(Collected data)
____________________
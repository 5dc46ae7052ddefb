//! The multi-tract session layer's persisted shapes: a session groups one or
//! more tracts, and a spawn edge records that one tract was forked from a
//! point in another's history.

use chrono::NaiveDateTime;
use uuid::Uuid;

use crate::hash::TraceHash;

/// One tract registered under a session.
#[derive(Debug, Clone)]
pub struct TractRecord {
    pub tract_id: Uuid,
    pub session_id: Uuid,
    pub display_name: Option<String>,
    pub created_at: NaiveDateTime,
}

/// An edge recording that `child_tract_id` was spawned from
/// `spawn_point_hash` in `parent_tract_id`'s history. `spawn_point_hash` is
/// `None` for a session's first (root) tract, which has no parent.
#[derive(Debug, Clone)]
pub struct SpawnEdge {
    pub parent_tract_id: Uuid,
    pub child_tract_id: Uuid,
    pub spawn_point_hash: Option<TraceHash>,
    pub purpose: Option<String>,
    pub created_at: NaiveDateTime,
}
____________________
* Work item: Copy every line above in which the string "that" shows up.

* The answer:
//! more tracts, and a spawn edge records that one tract was forked from a
/// An edge recording that `child_tract_id` was spawned from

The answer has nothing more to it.